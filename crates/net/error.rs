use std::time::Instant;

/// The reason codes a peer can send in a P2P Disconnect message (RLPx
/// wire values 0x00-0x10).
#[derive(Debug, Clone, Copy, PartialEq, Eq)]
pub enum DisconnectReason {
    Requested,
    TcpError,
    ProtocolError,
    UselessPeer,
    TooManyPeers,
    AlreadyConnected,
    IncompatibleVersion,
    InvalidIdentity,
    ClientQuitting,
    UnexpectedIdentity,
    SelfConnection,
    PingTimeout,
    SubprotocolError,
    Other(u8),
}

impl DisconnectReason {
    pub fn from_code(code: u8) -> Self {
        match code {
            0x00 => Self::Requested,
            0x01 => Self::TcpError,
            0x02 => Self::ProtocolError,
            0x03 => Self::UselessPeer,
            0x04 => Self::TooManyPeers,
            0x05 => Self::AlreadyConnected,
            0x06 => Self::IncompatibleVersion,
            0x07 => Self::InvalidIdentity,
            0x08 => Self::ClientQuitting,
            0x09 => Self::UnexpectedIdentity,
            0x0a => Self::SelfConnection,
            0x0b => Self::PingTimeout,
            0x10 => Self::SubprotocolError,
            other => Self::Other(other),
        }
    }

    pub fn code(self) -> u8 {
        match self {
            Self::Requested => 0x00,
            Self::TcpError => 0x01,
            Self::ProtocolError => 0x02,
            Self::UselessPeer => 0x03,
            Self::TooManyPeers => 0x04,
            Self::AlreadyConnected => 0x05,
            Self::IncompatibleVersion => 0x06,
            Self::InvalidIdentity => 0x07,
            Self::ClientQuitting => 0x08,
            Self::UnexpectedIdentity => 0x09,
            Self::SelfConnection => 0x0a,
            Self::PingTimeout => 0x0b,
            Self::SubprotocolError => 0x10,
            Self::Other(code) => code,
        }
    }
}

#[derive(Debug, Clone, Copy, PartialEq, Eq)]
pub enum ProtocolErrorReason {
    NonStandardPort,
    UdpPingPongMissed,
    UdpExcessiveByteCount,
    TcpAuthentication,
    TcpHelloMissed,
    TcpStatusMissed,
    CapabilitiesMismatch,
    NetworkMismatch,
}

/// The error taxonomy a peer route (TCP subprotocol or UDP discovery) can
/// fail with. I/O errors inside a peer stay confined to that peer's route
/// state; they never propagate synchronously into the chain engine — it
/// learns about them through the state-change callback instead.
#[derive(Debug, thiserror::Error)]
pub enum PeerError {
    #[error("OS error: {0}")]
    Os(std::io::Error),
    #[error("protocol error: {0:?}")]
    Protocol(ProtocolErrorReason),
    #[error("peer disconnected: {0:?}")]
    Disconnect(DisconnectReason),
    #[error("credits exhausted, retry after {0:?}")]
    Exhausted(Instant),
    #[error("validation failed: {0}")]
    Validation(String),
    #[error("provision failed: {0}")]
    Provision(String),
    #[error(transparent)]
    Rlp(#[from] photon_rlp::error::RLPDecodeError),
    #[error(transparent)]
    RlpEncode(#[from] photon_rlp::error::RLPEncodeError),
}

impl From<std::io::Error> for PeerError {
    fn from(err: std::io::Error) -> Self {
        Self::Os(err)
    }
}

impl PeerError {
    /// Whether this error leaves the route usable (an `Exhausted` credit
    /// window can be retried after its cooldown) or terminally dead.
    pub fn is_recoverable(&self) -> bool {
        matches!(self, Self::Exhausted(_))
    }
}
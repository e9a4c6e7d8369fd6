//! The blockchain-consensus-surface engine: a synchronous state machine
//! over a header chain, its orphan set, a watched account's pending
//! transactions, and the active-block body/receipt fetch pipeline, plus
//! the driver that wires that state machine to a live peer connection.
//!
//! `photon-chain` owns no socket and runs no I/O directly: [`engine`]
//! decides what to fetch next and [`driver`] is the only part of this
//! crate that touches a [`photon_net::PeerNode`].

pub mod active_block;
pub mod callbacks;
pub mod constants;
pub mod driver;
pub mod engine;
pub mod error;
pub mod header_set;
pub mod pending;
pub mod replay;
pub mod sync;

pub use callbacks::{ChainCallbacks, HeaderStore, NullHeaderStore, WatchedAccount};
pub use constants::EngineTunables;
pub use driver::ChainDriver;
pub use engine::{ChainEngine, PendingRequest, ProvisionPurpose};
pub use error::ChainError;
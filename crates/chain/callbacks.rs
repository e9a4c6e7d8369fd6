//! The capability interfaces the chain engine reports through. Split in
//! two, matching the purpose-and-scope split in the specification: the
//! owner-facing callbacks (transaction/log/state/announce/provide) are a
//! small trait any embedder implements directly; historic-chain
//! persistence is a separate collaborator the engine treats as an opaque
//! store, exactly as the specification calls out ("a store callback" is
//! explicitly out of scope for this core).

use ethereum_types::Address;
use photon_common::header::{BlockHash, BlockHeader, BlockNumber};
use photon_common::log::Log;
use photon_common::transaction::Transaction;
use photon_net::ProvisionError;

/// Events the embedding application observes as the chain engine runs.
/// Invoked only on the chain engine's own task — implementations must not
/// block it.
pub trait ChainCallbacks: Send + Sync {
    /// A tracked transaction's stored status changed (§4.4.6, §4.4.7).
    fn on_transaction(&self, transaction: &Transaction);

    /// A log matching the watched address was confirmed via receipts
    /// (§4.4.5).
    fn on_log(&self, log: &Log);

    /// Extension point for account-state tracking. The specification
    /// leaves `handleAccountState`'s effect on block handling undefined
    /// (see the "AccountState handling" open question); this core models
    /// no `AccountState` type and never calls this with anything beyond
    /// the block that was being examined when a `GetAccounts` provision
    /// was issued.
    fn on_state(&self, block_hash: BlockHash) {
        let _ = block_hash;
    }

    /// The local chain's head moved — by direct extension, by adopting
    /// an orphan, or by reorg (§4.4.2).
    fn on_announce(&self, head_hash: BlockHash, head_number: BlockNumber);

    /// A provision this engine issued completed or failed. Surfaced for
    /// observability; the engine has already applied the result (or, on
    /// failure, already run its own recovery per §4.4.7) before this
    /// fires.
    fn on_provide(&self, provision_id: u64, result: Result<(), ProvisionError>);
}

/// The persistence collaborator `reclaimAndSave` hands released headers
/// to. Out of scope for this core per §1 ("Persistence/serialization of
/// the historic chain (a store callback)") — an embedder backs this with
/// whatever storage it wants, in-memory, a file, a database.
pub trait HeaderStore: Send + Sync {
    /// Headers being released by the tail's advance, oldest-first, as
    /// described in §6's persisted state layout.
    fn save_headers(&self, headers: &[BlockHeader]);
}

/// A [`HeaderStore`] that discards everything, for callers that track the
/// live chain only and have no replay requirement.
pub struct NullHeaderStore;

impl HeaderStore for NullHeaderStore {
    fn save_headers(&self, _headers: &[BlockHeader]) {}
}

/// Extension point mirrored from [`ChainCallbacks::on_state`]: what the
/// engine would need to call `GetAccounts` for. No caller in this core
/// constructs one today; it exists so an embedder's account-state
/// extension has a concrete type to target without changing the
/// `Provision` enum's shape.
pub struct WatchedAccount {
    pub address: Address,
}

● ● ● ● ●

• **What the task asks**
All of the entries need to be reproduced exactly; please write them out.

• **Solution**
filename crates/net/error.rs
use std::time::Instant;

/// The reason codes a peer can send in a P2P Disconnect message (RLPx
/// wire values 0x00-0x10).
#[derive(Debug, Clone, Copy, PartialEq, Eq)]
pub enum DisconnectReason {
    Requested,
    TcpError,
    ProtocolError,
    UselessPeer,
    TooManyPeers,
    AlreadyConnected,
    IncompatibleVersion,
    InvalidIdentity,
    ClientQuitting,
    UnexpectedIdentity,
    SelfConnection,
    PingTimeout,
    SubprotocolError,
    Other(u8),
}

impl DisconnectReason {
    pub fn from_code(code: u8) -> Self {
        match code {
            0x00 => Self::Requested,
            0x01 => Self::TcpError,
            0x02 => Self::ProtocolError,
            0x03 => Self::UselessPeer,
            0x04 => Self::TooManyPeers,
            0x05 => Self::AlreadyConnected,
            0x06 => Self::IncompatibleVersion,
            0x07 => Self::InvalidIdentity,
            0x08 => Self::ClientQuitting,
            0x09 => Self::UnexpectedIdentity,
            0x0a => Self::SelfConnection,
            0x0b => Self::PingTimeout,
            0x10 => Self::SubprotocolError,
            other => Self::Other(other),
        }
    }

    pub fn code(self) -> u8 {
        match self {
            Self::Requested => 0x00,
            Self::TcpError => 0x01,
            Self::ProtocolError => 0x02,
            Self::UselessPeer => 0x03,
            Self::TooManyPeers => 0x04,
            Self::AlreadyConnected => 0x05,
            Self::IncompatibleVersion => 0x06,
            Self::InvalidIdentity => 0x07,
            Self::ClientQuitting => 0x08,
            Self::UnexpectedIdentity => 0x09,
            Self::SelfConnection => 0x0a,
            Self::PingTimeout => 0x0b,
            Self::SubprotocolError => 0x10,
            Self::Other(code) => code,
        }
    }
}

#[derive(Debug, Clone, Copy, PartialEq, Eq)]
pub enum ProtocolErrorReason {
    NonStandardPort,
    UdpPingPongMissed,
    UdpExcessiveByteCount,
    TcpAuthentication,
    TcpHelloMissed,
    TcpStatusMissed,
    CapabilitiesMismatch,
    NetworkMismatch,
}

/// The error taxonomy a peer route (TCP subprotocol or UDP discovery) can
/// fail with. I/O errors inside a peer stay confined to that peer's route
/// state; they never propagate synchronously into the chain engine — it
/// learns about them through the state-change callback instead.
#[derive(Debug, thiserror::Error)]
pub enum PeerError {
    #[error("OS error: {0}")]
    Os(std::io::Error),
    #[error("protocol error: {0:?}")]
    Protocol(ProtocolErrorReason),
    #[error("peer disconnected: {0:?}")]
    Disconnect(DisconnectReason),
    #[error("credits exhausted, retry after {0:?}")]
    Exhausted(Instant),
    #[error("validation failed: {0}")]
    Validation(String),
    #[error("provision failed: {0}")]
    Provision(String),
    #[error(transparent)]
    Rlp(#[from] photon_rlp::error::RLPDecodeError),
    #[error(transparent)]
    RlpEncode(#[from] photon_rlp::error::RLPEncodeError),
}

impl From<std::io::Error> for PeerError {
    fn from(err: std::io::Error) -> Self {
        Self::Os(err)
    }
}

impl PeerError {
    /// Whether this error leaves the route usable (an `Exhausted` credit
    /// window can be retried after its cooldown) or terminally dead.
    pub fn is_recoverable(&self) -> bool {
        matches!(self, Self::Exhausted(_))
    }
}
repository e9a4c6e7d8369fd6
//! The blockchain-consensus-surface engine: a synchronous state machine
//! over a header chain, its orphan set, a watched account's pending
//! transactions, and the active-block body/receipt fetch pipeline, plus
//! the driver that wires that state machine to a live peer connection.
//!
//! `photon-chain` owns no socket and runs no I/O directly: [`engine`]
//! decides what to fetch next and [`driver`] is the only part of this
//! crate that touches a [`photon_net::PeerNode`].

pub mod active_block;
pub mod callbacks;
pub mod constants;
pub mod driver;
pub mod engine;
pub mod error;
pub mod header_set;
pub mod pending;
pub mod replay;
pub mod sync;

pub use callbacks::{ChainCallbacks, HeaderStore, NullHeaderStore, WatchedAccount};
pub use constants::EngineTunables;
pub use driver::ChainDriver;
pub use engine::{ChainEngine, PendingRequest, ProvisionPurpose};
pub use error::ChainError;
filename crates/chain/callbacks.rs
repository e9a4c6e7d8369fd6
//! The capability interfaces the chain engine reports through. Split in
//! two, matching the purpose-and-scope split in the specification: the
//! owner-facing callbacks (transaction/log/state/announce/provide) are a
//! small trait any embedder implements directly; historic-chain
//! persistence is a separate collaborator the engine treats as an opaque
//! store, exactly as the specification calls out ("a store callback" is
//! explicitly out of scope for this core).

use ethereum_types::Address;
use photon_common::header::{BlockHash, BlockHeader, BlockNumber};
use photon_common::log::Log;
use photon_common::transaction::Transaction;
use photon_net::ProvisionError;

/// Events the embedding application observes as the chain engine runs.
/// Invoked only on the chain engine's own task — implementations must not
/// block it.
pub trait ChainCallbacks: Send + Sync {
    /// A tracked transaction's stored status changed (§4.4.6, §4.4.7).
    fn on_transaction(&self, transaction: &Transaction);

    /// A log matching the watched address was confirmed via receipts
    /// (§4.4.5).
    fn on_log(&self, log: &Log);

    /// Extension point for account-state tracking. The specification
    /// leaves `handleAccountState`'s effect on block handling undefined
    /// (see the "AccountState handling" open question); this core models
    /// no `AccountState` type and never calls this with anything beyond
    /// the block that was being examined when a `GetAccounts` provision
    /// was issued.
    fn on_state(&self, block_hash: BlockHash) {
        let _ = block_hash;
    }

    /// The local chain's head moved — by direct extension, by adopting
    /// an orphan, or by reorg (§4.4.2).
    fn on_announce(&self, head_hash: BlockHash, head_number: BlockNumber);

    /// A provision this engine issued completed or failed. Surfaced for
    /// observability; the engine has already applied the result (or, on
    /// failure, already run its own recovery per §4.4.7) before this
    /// fires.
    fn on_provide(&self, provision_id: u64, result: Result<(), ProvisionError>);
}

/// The persistence collaborator `reclaimAndSave` hands released headers
/// to. Out of scope for this core per §1 ("Persistence/serialization of
/// the historic chain (a store callback)") — an embedder backs this with
/// whatever storage it wants, in-memory, a file, a database.
pub trait HeaderStore: Send + Sync {
    /// Headers being released by the tail's advance, oldest-first, as
    /// described in §6's persisted state layout.
    fn save_headers(&self, headers: &[BlockHeader]);
}

/// A [`HeaderStore`] that discards everything, for callers that track the
/// live chain only and have no replay requirement.
pub struct NullHeaderStore;

impl HeaderStore for NullHeaderStore {
    fn save_headers(&self, _headers: &[BlockHeader]) {}
}

/// Extension point mirrored from [`ChainCallbacks::on_state`]: what the
/// engine would need to call `GetAccounts` for. No caller in this core
/// constructs one today; it exists so an embedder's account-state
/// extension has a concrete type to target without changing the
/// `Provision` enum's shape.
pub struct WatchedAccount {
    pub address: Address,
}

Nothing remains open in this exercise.